For the past twenty years, Tony Cragg has maintained a deep and moving belief that making and viewing sculpture offer essential ways of knowing. The quirky, playful, and yet disconcerting hybrids at the Marian Goodman Gallery are manifestations of his feverish curiosity and searching and his patient, hands-on sculptural investigation of many different materials. At 51, Cragg has never been more determined, through his work, to take the measure of a world moving so fast, in so many directions, that any attempt to grasp it seems increasingly hopeless.

In the company of Cragg’s familiar yet strange and insistently tactile creations, it is only by distrusting appearances and investigating materials and processes that we have a chance to know what we see. Formulation (Stance) looks like a weird black rubber chair pieced together with five bulbous parts that resemble giant electric-typewriter balls. The sculpture evolved through many materials – including plaster, clay, latex, and polyurethane – and multiple stages of casting and firing, all of which clarify the look of the final bronze. I’m Alive is a horizontal sculpture that is almost Henry Moore-like in its part-human, part-landscape form, but it has a sinister-looking tail or stinger, and it is made of carbon. It lies near One Way or Another, an upright Jurassic-stone sculpture whose profile keeps shifting as we move around it. The stone seems infinitely stronger than the synthetic carbon, though one strand of the carbon is, in fact, stronger than a steel beam. The two works look as if they weigh roughly the same, but the carbon sculpture can be picked up by a teenager and the stone weighs 1,200 pounds. What you see does not reveal what is real.

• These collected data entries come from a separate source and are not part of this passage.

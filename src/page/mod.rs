//! Pages
//!
//! A page exclusively owns an ordered collection of frames and keeps a non-owning list
//! of observers. Every frame creation and destruction goes through the page so that
//! observers hear about it while the frame is still alive, and the frame registry
//! entry is gone before the frame itself is released.

pub mod directory;

pub use directory::PageDirectory;

use crate::context::BrowserContext;
use crate::error::HostError;
use crate::frame::Frame;
use crate::observer::{ObserverList, ObserverRegistration, PageObserver};
use crate::types::{FrameId, ObserverId, PageId};
use parking_lot::Mutex;
use std::collections::BTreeSet;
use std::ops::Deref;
use std::sync::Arc;
use tracing::{debug, info};

/// Page lifecycle. A page with zero frames is still `Active`.
#[derive(Debug, Clone, Copy, PartialEq, Eq)]
pub enum PageLifecycle {
    Active,
    Destroyed,
}

/// Parameters for [`Page::create_with`]
#[derive(Clone)]
pub struct CreateParams {
    /// Name of the initial frame, also used as the page title
    pub main_frame_name: String,
    /// Observers registered before the initial frame is created
    pub observers: Vec<Arc<dyn PageObserver>>,
}

impl CreateParams {
    pub fn new(main_frame_name: impl Into<String>) -> Self {
        Self {
            main_frame_name: main_frame_name.into(),
            observers: Vec::new(),
        }
    }

    /// Register `observer` ahead of creation so it is told about the initial frame.
    pub fn with_observer(mut self, observer: Arc<dyn PageObserver>) -> Self {
        self.observers.push(observer);
        self
    }
}

struct PageState {
    lifecycle: PageLifecycle,
    frames: Vec<Arc<Frame>>,
    // Frames whose destruction has been announced but not yet completed.
    releasing: BTreeSet<FrameId>,
    observers: ObserverList,
}

impl PageState {
    /// Mark `frames` as releasing so nested destroy calls cannot select them again.
    fn claim(&mut self, frames: &[Arc<Frame>]) {
        self.releasing.extend(frames.iter().map(|f| f.id()));
    }

    fn releasable(&self) -> Vec<Arc<Frame>> {
        self.frames
            .iter()
            .filter(|f| !self.releasing.contains(&f.id()))
            .cloned()
            .collect()
    }
}

pub(crate) struct PageCore {
    id: PageId,
    title: String,
    context: BrowserContext,
    state: Mutex<PageState>,
}

impl PageCore {
    pub(crate) fn is_active(&self) -> bool {
        self.state.lock().lifecycle == PageLifecycle::Active
    }

    pub(crate) fn remove_observer_id(&self, id: ObserverId) -> bool {
        self.state.lock().observers.remove_id(id)
    }

    fn add_frame(&self, name: String) -> FrameId {
        let _guard = self.context.lifecycle_guard();
        let frame = self.context.registry().register(name, self.id);
        let observers = {
            let mut state = self.state.lock();
            state.frames.push(Arc::clone(&frame));
            state.observers.snapshot()
        };

        for observer in &observers {
            observer.frame_created(&frame);
        }
        debug!(page_id = %self.id, frame_id = %frame.id(), observers = observers.len(), "Added frame");
        frame.id()
    }

    fn destroy_frame(&self, frame_id: FrameId) -> Result<(), HostError> {
        let _guard = self.context.lifecycle_guard();
        let (frame, observers) = {
            let mut state = self.state.lock();
            let frame = state
                .frames
                .iter()
                .find(|f| f.id() == frame_id)
                .cloned()
                .ok_or(HostError::FrameNotOwned {
                    frame: frame_id,
                    page: self.id,
                })?;
            if state.releasing.contains(&frame_id) {
                return Err(HostError::FrameDestroyed(frame_id));
            }
            state.claim(std::slice::from_ref(&frame));
            (frame, state.observers.snapshot())
        };

        self.release(vec![frame], &observers);
        Ok(())
    }

    fn destroy_all_frames(&self) -> Result<Vec<FrameId>, HostError> {
        let _guard = self.context.lifecycle_guard();
        let (frames, observers) = {
            let mut state = self.state.lock();
            let frames = state.releasable();
            if frames.is_empty() {
                return Err(HostError::EmptyFrameSet(self.id));
            }
            state.claim(&frames);
            (frames, state.observers.snapshot())
        };

        Ok(self.release(frames, &observers))
    }

    /// Notify, unregister, then drop ownership of each frame in order.
    ///
    /// Callers must hold the lifecycle guard, must not hold the state lock, and must
    /// have claimed every frame in `frames`.
    fn release(&self, frames: Vec<Arc<Frame>>, observers: &[Arc<dyn PageObserver>]) -> Vec<FrameId> {
        let mut released = Vec::with_capacity(frames.len());
        for frame in frames {
            for observer in observers {
                observer.frame_destroyed(&frame);
            }
            self.context.registry().unregister(frame.id());
            {
                let mut state = self.state.lock();
                state.frames.retain(|owned| !Arc::ptr_eq(owned, &frame));
                state.releasing.remove(&frame.id());
            }
            debug!(page_id = %self.id, frame_id = %frame.id(), observers = observers.len(), "Released frame");
            released.push(frame.id());
        }
        released
    }

    fn teardown(&self) {
        let _guard = self.context.lifecycle_guard();
        self.context.directory().remove(self.id);

        let (frames, observers) = {
            let mut state = self.state.lock();
            if state.lifecycle == PageLifecycle::Destroyed {
                return;
            }
            state.lifecycle = PageLifecycle::Destroyed;
            let observers = state.observers.snapshot();
            state.observers.clear();
            let frames = state.releasable();
            state.claim(&frames);
            (frames, observers)
        };

        let released = self.release(frames, &observers);
        info!(page_id = %self.id, released = released.len(), "Page torn down");
    }
}

/// Non-owning reference to a page.
///
/// Obtained from [`PageDirectory`] lookups or [`Page::page_ref`]. It does not keep the
/// page's frames alive: once the owning [`Page`] is dropped the reference sees a
/// `Destroyed` page with no frames.
#[derive(Clone)]
pub struct PageRef {
    core: Arc<PageCore>,
}

impl PageRef {
    pub(crate) fn from_core(core: Arc<PageCore>) -> Self {
        Self { core }
    }

    pub fn id(&self) -> PageId {
        self.core.id
    }

    pub fn get_title(&self) -> &str {
        &self.core.title
    }

    pub fn context(&self) -> &BrowserContext {
        &self.core.context
    }

    pub fn lifecycle(&self) -> PageLifecycle {
        self.core.state.lock().lifecycle
    }

    /// Owned frame ids, oldest first
    pub fn frame_ids(&self) -> Vec<FrameId> {
        self.core.state.lock().frames.iter().map(|f| f.id()).collect()
    }

    pub fn frame_count(&self) -> usize {
        self.core.state.lock().frames.len()
    }

    pub fn owns_frame(&self, frame_id: FrameId) -> bool {
        self.core
            .state
            .lock()
            .frames
            .iter()
            .any(|f| f.id() == frame_id)
    }

    /// Whether `frame_id` is being destroyed right now. Only observable from inside
    /// a `frame_destroyed` callback.
    pub fn is_releasing(&self, frame_id: FrameId) -> bool {
        self.core.state.lock().releasing.contains(&frame_id)
    }

    pub(crate) fn has_releasable_frames(&self) -> bool {
        !self.core.state.lock().releasable().is_empty()
    }

    /// Number of registered entries, duplicates included
    pub fn observer_count(&self) -> usize {
        self.core.state.lock().observers.len()
    }

    /// Append `observer` to the notification list.
    ///
    /// Registering the same observer twice is allowed and results in two
    /// notifications per event. The page keeps only a weak reference.
    pub fn add_observer(&self, observer: &Arc<dyn PageObserver>) -> ObserverId {
        self.core.state.lock().observers.push(observer)
    }

    /// Register `observer` and return a token that unregisters it on drop.
    pub fn observe(&self, observer: &Arc<dyn PageObserver>) -> ObserverRegistration {
        let id = self.add_observer(observer);
        ObserverRegistration::new(Arc::downgrade(&self.core), id)
    }

    /// Remove the first entry for `observer`. Removing an unknown observer is a no-op.
    pub fn remove_observer(&self, observer: &Arc<dyn PageObserver>) -> bool {
        self.core.state.lock().observers.remove_first(observer)
    }

    /// Destroy every owned frame, oldest first.
    ///
    /// For each frame, all observers get `frame_destroyed` before the frame is
    /// unregistered and released. Fails with `EmptyFrameSet` when nothing is owned.
    pub fn destroy_all_frames(&self) -> Result<Vec<FrameId>, HostError> {
        self.core.destroy_all_frames()
    }

    /// Destroy one owned frame with the same notification protocol.
    pub fn destroy_frame(&self, frame_id: FrameId) -> Result<(), HostError> {
        self.core.destroy_frame(frame_id)
    }
}

/// Owning handle to a page.
///
/// Dropping it tears the page down: the page leaves the directory, every remaining
/// frame is announced as destroyed, unregistered and released, and the observer list
/// is cleared.
pub struct Page {
    inner: PageRef,
}

impl Page {
    /// Create a page whose initial frame is named `title`.
    ///
    /// Observers added afterwards are not told about the initial frame; use
    /// [`Page::create_with`] to register them up front.
    pub fn create(context: &BrowserContext, title: impl Into<String>) -> Page {
        Self::create_with(context, CreateParams::new(title))
    }

    pub fn create_with(context: &BrowserContext, params: CreateParams) -> Page {
        let _guard = context.lifecycle_guard();
        let id = context.allocate_page_id();
        let frame = context
            .registry()
            .register(params.main_frame_name.clone(), id);

        let mut observers = ObserverList::default();
        for observer in &params.observers {
            observers.push(observer);
        }

        let core = Arc::new(PageCore {
            id,
            title: params.main_frame_name,
            context: context.clone(),
            state: Mutex::new(PageState {
                lifecycle: PageLifecycle::Active,
                frames: vec![Arc::clone(&frame)],
                releasing: BTreeSet::new(),
                observers,
            }),
        });
        context.directory().insert(id, Arc::downgrade(&core));

        let live = core.state.lock().observers.snapshot();
        for observer in &live {
            observer.frame_created(&frame);
        }

        info!(page_id = %id, frame_id = %frame.id(), title = %core.title, "Created page");
        Page {
            inner: PageRef::from_core(core),
        }
    }

    /// Create and register a new frame, notifying observers.
    pub fn add_frame(&self, name: impl Into<String>) -> FrameId {
        self.inner.core.add_frame(name.into())
    }

    pub fn page_ref(&self) -> PageRef {
        self.inner.clone()
    }
}

impl Deref for Page {
    type Target = PageRef;

    fn deref(&self) -> &PageRef {
        &self.inner
    }
}

impl Drop for Page {
    fn drop(&mut self) {
        self.inner.core.teardown();
    }
}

It is hard to single out one sculpture in this remarkable show, but Secretion (Urge) will do. More than nine feet tall, its polystyrene body is coated with thousands of dice. It looks like something out of Jurassic Park, or like a freaky pal of Jeff Koons’s Puppy. But it is disturbing as well as goofy. Every part of its body, starting with its two paws, seems to be moving in a different direction. The big, cocked-boxing-glove-shaped head seems malformed, and, without eyes, it appears to be growing without consciousness. Pretty much everything about this creature looks random and unmanageable and thus endowed with enormous power. Cragg’s sculptures are as infectiously confident and upbeat as ever, but they are also spinning out of control. They exclude nothing, not even delirium and madness.